Contents


Overview

MongoDB is a scalable, high-performance, open source, structured storage system. MongoDB provides JSON-style document-oriented storage with full index support, sharding, sophisticated replication, and compatibility with the MapReduce paradigm. MongoDB focuses on flexibility, power, speed, and ease of use.

Key Features

  • Designed to work seamlessly with object-oriented languages
  • Highly available when configured as a replica set
  • Fast read/write performance on GoGrid's SSD Cloud Servers
  • Flexible schema design
  • GoGrid's 1-Button Deploy™ for easy Development and Production environments
  • Preconfigured with OS-level performance tweaks
  • Deployed on a redundant 10-Gbps high-performance fabric

Data Center Availability

MongoDB 1-Button Deploy™ is currently available in US-West-1.

Development Architecture

Although MongoDB can be deployed in standalone mode for development instances, GoGrid 1-Button Deploy™ configures a replica set. This configuration is to allow customers to test how true failover would work in production. The deployment of the latest open source version of MongoDB is automatically deployed and it is configured to replicate data from the primary to the secondary replicas. 1-Button Deploy™ will generate a replica set with 3 Cloud Servers. This architecture is perfect for testing out MongoDB and learning its capabilities for small working sets.

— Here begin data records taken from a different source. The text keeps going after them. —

//! Shared timestamp/event helpers for envelopes, file names and log entries.

use chrono::{DateTime, SecondsFormat, Utc};
use ulid::Ulid;

pub fn now() -> DateTime<Utc> {
    Utc::now()
}

/// ISO-8601 UTC with millisecond precision (e.g. `2026-10-16T09:04:05.123Z`).
pub fn iso(at: &DateTime<Utc>) -> String {
    at.to_rfc3339_opts(SecondsFormat::Millis, true)
}

pub fn now_iso() -> String {
    iso(&now())
}

/// ISO-8601 stamp that is safe inside a file name: `:` and `.` become `-`.
pub fn file_stamp(at: &DateTime<Utc>) -> String {
    iso(at).replace([':', '.'], "-")
}

/// Calendar day in UTC, `YYYY-MM-DD`.
pub fn day(at: &DateTime<Utc>) -> String {
    at.format("%Y-%m-%d").to_string()
}

pub fn new_event_id() -> String {
    Ulid::new().to_string()
}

1-Button Deploy™ MongoDB Development environment

  • 3 Medium SSD Cloud Servers
  • Latest version of open-source MongoDB
  • Configured as a replica set: one server set as primary, the rest as secondaries



MongoDB-dev.png

Production Architecture

The Production deployment is a replica set of 5 larger Cloud Servers that are designed to handle larger working sets and production-grade workloads. The Firewall Service is also deployed to provide additional protection. Although this architecture is designed to handle large working sets, it's not configured to handle sharding. If you require sharding, you'll need to manually configure these servers and deploy additional servers as required for a sharding setup (such as servers for mongos and the configuration servers).

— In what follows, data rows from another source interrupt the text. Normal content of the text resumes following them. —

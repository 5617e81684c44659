//! Guard-rail tools. Each module owns one entry of the tool catalogue.

pub mod api_changes;
pub mod backup;
pub mod quarantine;
pub mod snapshot;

1-Button Deploy™ MongoDB Production environment

  • 5 X-Large SSD Cloud Servers
  • Latest version of open-source MongoDB
  • Configured as a replica set: one server set as primary, the rest as secondaries
  • MongoDB performance tuning adjustments
  • Firewall Service enabled
    • All services are blocked except SSH (22) and Ping for public traffic




MongoDB-prod.png

Quick Start

After the 1-Button Deploy™ is complete, you'll have either 3 or 5 Cloud Servers deployed with MongoDB. You'll need to login to the primary server of the replica set either with a third-party client tool (like Putty) or through the Console service. You can find your login information on the Management Console password page. The primary server should be marked as '_1'.

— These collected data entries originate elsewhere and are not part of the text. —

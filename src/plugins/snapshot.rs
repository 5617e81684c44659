//! Project snapshots: a gzip tarball plus a JSON manifest beside it.

use crate::core::error::SmartOpsError;
use crate::core::external_action::{self, ProcessRunner};
use crate::core::rpc::ToolResult;
use crate::core::time;
use clap::{Parser, Subcommand};
use serde::{Deserialize, Serialize};
use sha2::{Digest, Sha256};
use std::fs::{self, File};
use std::io;
use std::path::{Path, PathBuf};
use std::sync::LazyLock;

pub const DEFAULT_MESSAGE: &str = "snapshot";
pub const ARCHIVE_EXT: &str = "tar.gz";

#[derive(Debug, Clone, PartialEq, Eq, Serialize, Deserialize)]
#[serde(rename_all = "camelCase")]
pub struct SnapshotManifest {
    pub timestamp: String,
    pub message: String,
    pub project_path: String,
    pub snapshot_file: String,
    pub size: u64,
    #[serde(default, skip_serializing_if = "Option::is_none")]
    pub sha256: Option<String>,
}

static WHITESPACE_RE: LazyLock<regex::Regex> =
    LazyLock::new(|| regex::Regex::new(r"\s+").unwrap());

/// `snapshot_<stamp>_<message>`, with whitespace runs and path separators in
/// the message folded to `-`.
pub fn snapshot_name(stamp: &str, message: &str) -> String {
    let slug = WHITESPACE_RE.replace_all(message, "-").replace(['/', '\\'], "-");
    format!("snapshot_{}_{}", stamp, slug)
}

pub fn hash_file(path: &Path) -> Result<String, SmartOpsError> {
    let mut file = File::open(path)?;
    let mut hasher = Sha256::new();
    io::copy(&mut file, &mut hasher)?;
    Ok(format!("{:x}", hasher.finalize()))
}

/// `--exclude` arguments for every state directory that lies inside the
/// project, so an archive never contains earlier snapshots, the trash or the
/// backups, nor the archive being written. Directories that do not exist yet
/// hold nothing to exclude.
pub fn archive_excludes(
    project: &Path,
    base: &str,
    state_dirs: &[&Path],
) -> Result<Vec<String>, SmartOpsError> {
    let mut excludes = Vec::new();
    for dir in state_dirs {
        let Ok(dir) = fs::canonicalize(dir) else {
            continue;
        };
        let Ok(rel) = dir.strip_prefix(project) else {
            continue;
        };
        if rel.as_os_str().is_empty() {
            return Err(SmartOpsError::ValidationError(format!(
                "cannot snapshot '{}': it is a smartops state directory",
                project.display()
            )));
        }
        let member = std::iter::once(base.to_string())
            .chain(rel.components().map(|c| c.as_os_str().to_string_lossy().to_string()))
            .collect::<Vec<_>>()
            .join("/");
        let arg = format!("--exclude={}", member);
        if !excludes.contains(&arg) {
            excludes.push(arg);
        }
    }
    Ok(excludes)
}

/// Archive `project_path` into `snapshot_dir`. `state_dirs` are the other
/// smartops directories (trash, backups) to keep out of the archive.
pub fn create_snapshot(
    runner: &dyn ProcessRunner,
    snapshot_dir: &Path,
    state_dirs: &[&Path],
    project_path: &str,
    message: Option<&str>,
) -> Result<ToolResult, SmartOpsError> {
    let message = message.unwrap_or(DEFAULT_MESSAGE);
    let project = fs::canonicalize(project_path).map_err(|e| match e.kind() {
        io::ErrorKind::NotFound => {
            SmartOpsError::NotFound(format!("project path '{}' does not exist", project_path))
        }
        _ => SmartOpsError::IoError(e),
    })?;
    let parent = project.parent().unwrap_or(Path::new("/"));
    let base = project.file_name().ok_or_else(|| {
        SmartOpsError::PathError(format!(
            "cannot snapshot '{}': it has no directory name",
            project.display()
        ))
    })?;

    let stamp = time::file_stamp(&time::now());
    let name = snapshot_name(&stamp, message);
    fs::create_dir_all(snapshot_dir)?;
    let archive_path = snapshot_dir.join(format!("{}.{}", name, ARCHIVE_EXT));
    let manifest_path = snapshot_dir.join(format!("{}.json", name));

    let base = base.to_string_lossy().to_string();
    let mut excluded: Vec<&Path> = vec![snapshot_dir];
    excluded.extend_from_slice(state_dirs);
    let excludes = archive_excludes(&project, &base, &excluded)?;

    let mut args = vec!["-czf".to_string(), external_action::path_arg(&archive_path)];
    args.extend(excludes);
    args.extend([
        "-C".to_string(),
        external_action::path_arg(parent),
        base,
    ]);
    if let Err(e) = external_action::run_internal(runner, "tar", &args) {
        if let Err(rm) = fs::remove_file(&archive_path) {
            if rm.kind() != io::ErrorKind::NotFound {
                tracing::warn!(
                    archive = %archive_path.display(),
                    error = %rm,
                    "could not remove partial archive"
                );
            }
        }
        return Err(e);
    }

    let size = fs::metadata(&archive_path)
        .map_err(|e| {
            SmartOpsError::IoError(io::Error::new(
                e.kind(),
                format!("archive '{}' is missing: {}", archive_path.display(), e),
            ))
        })?
        .len();

    let manifest = SnapshotManifest {
        timestamp: stamp,
        message: message.to_string(),
        project_path: project_path.to_string(),
        snapshot_file: archive_path.to_string_lossy().to_string(),
        size,
        sha256: Some(hash_file(&archive_path)?),
    };
    fs::write(&manifest_path, serde_json::to_string_pretty(&manifest)?)?;
    tracing::info!(archive = %manifest.snapshot_file, size, "snapshot created");

    Ok(
        ToolResult::ok(format!("Snapshot created: {}", manifest.snapshot_file))
            .with("manifest", &manifest)
            .with("manifestPath", manifest_path.to_string_lossy()),
    )
}

/// Every snapshot manifest in `snapshot_dir`, oldest first.
pub fn list_snapshots(snapshot_dir: &Path) -> Result<Vec<SnapshotManifest>, SmartOpsError> {
    let entries = match fs::read_dir(snapshot_dir) {
        Ok(e) => e,
        Err(e) if e.kind() == io::ErrorKind::NotFound => return Ok(Vec::new()),
        Err(e) => return Err(e.into()),
    };
    let mut paths: Vec<PathBuf> = entries
        .filter_map(|e| e.ok().map(|e| e.path()))
        .filter(|p| p.extension().is_some_and(|ext| ext == "json"))
        .collect();
    paths.sort();

    let mut out = Vec::new();
    for path in paths {
        let content = fs::read_to_string(&path)?;
        match serde_json::from_str::<SnapshotManifest>(&content) {
            Ok(m) => out.push(m),
            Err(e) => tracing::warn!(
                path = %path.display(),
                error = %e,
                "skipping unreadable snapshot manifest"
            ),
        }
    }
    Ok(out)
}

/// Check presence, size and (when recorded) hash of every archive.
pub fn verify_snapshots(snapshot_dir: &Path) -> Result<Vec<String>, SmartOpsError> {
    let mut failures = Vec::new();
    for manifest in list_snapshots(snapshot_dir)? {
        let archive = Path::new(&manifest.snapshot_file);
        let meta = match fs::metadata(archive) {
            Ok(m) => m,
            Err(_) => {
                failures.push(format!("{}: archive missing", manifest.snapshot_file));
                continue;
            }
        };
        if meta.len() != manifest.size {
            failures.push(format!(
                "{}: size {} does not match manifest size {}",
                manifest.snapshot_file,
                meta.len(),
                manifest.size
            ));
            continue;
        }
        if let Some(expected) = &manifest.sha256 {
            if &hash_file(archive)? != expected {
                failures.push(format!("{}: content hash mismatch", manifest.snapshot_file));
            }
        }
    }
    Ok(failures)
}

#[derive(Parser, Debug)]
#[clap(name = "snapshots", about = "Inspect project snapshots")]
pub struct SnapshotsCli {
    #[clap(subcommand)]
    pub command: SnapshotsCommand,
}

#[derive(Subcommand, Debug)]
pub enum SnapshotsCommand {
    /// List snapshot manifests.
    List,
    /// Check every archive against its manifest.
    Verify,
}

pub fn run_snapshots_cli(snapshot_dir: &Path, cli: SnapshotsCli) -> Result<(), SmartOpsError> {
    use colored::Colorize;

    match cli.command {
        SnapshotsCommand::List => {
            let manifests = list_snapshots(snapshot_dir)?;
            if manifests.is_empty() {
                println!("No snapshots in {}", snapshot_dir.display());
            }
            for m in manifests {
                println!(
                    "{} {} {} ({} bytes)",
                    m.timestamp.bright_black(),
                    m.message.bright_white().bold(),
                    m.snapshot_file,
                    m.size
                );
            }
            Ok(())
        }
        SnapshotsCommand::Verify => {
            let failures = verify_snapshots(snapshot_dir)?;
            if failures.is_empty() {
                println!("{} all snapshots verified", "✓".bright_green());
                Ok(())
            } else {
                for f in &failures {
                    println!("{} {}", "✗".bright_red(), f);
                }
                Err(SmartOpsError::ValidationError(format!(
                    "{} snapshot(s) failed verification",
                    failures.len()
                )))
            }
        }
    }
}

Once you've logged in, you can interface with the databasever (mongod) by typing the mongo command.

mongo

By default, mongo looks for a database server listening on port 27017 on the localhost interface. To connect to a server on a different port or interface, use the --port and --host options. If you want to verify that the server is the primary, it will be noticed as such in the mongo prompt. Also you can run the command:

db.isMaster()

Make sure to capitalize the "M". This will return a JSON document that will indicate which server is the primary. In general, the server with "01" in its name is the primary. You can spot it in the grid view and list view.

rs0:PRIMARY> db.isMaster()
 {
       "setName" : "rs0",
       "ismaster" : true,
       "secondary" : false,
       "hosts" : [
               "mongod-01:27017",
               "mongod-02:27017",
               "mongod-03:27017"
       ],
       "primary" : "mongod-01:27017",
       "me" : "mongod-01:27017",
       "maxBsonObjectSize" : 16777216,
       "maxMessageSizeBytes" : 48000000,
       "localTime" : ISODate("2014-01-30T17:38:46.316Z"),
       "ok" : 1
 }

If this server isn't the primary, log into the server listed as "primary" in the document. Once you're inside the mongo shell, you can enter commands to either view data or insert data. Our replica sets are configured wit auth enabled and mongod running. Follow these instructions to add the administrator assuming that authentication is already enabled.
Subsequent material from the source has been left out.